Data for this task:
//! PDF document model: reading, writing, page tree and security.
//!
//! - `doc` - the in-memory [`Document`] object table
//! - `reader` - header, xref chain and object stream parsing
//! - `repair` - recovery scan for broken cross-reference data
//! - `page` - page tree walk with inherited attributes
//! - `writer` - deterministic serializer
//! - `security` - Standard security handler (R2-R6)
//! - `encrypt` - installing and removing encryption
//! - `saslprep` - RFC 4013 SASLprep for password normalization

pub mod doc;
pub mod encrypt;
pub mod page;
pub mod reader;
mod repair;
pub mod saslprep;
pub mod security;
pub mod writer;

pub use doc::{Document, DocumentInfo, MAX_OBJECT_ID, decode_text_string};
pub use encrypt::{EncryptOptions, KeyLength, decrypt, encrypt, is_encrypted};
pub use page::Page;
pub use reader::{MMAP_THRESHOLD, ParseOptions};
pub use saslprep::saslprep;
pub use security::{
    AccessPermission, CryptMethod, EncryptionDictionary, PASSWORD_PADDING, SecurityHandler,
    open_security_handler,
};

Exercise prompt: Only lines with the string "page" are wanted; please find each one in the listing and copy it.

Reply:
//! PDF document model: reading, writing, page tree and security.
//! - `page` - page tree walk with inherited attributes
pub mod page;
pub use page::Page;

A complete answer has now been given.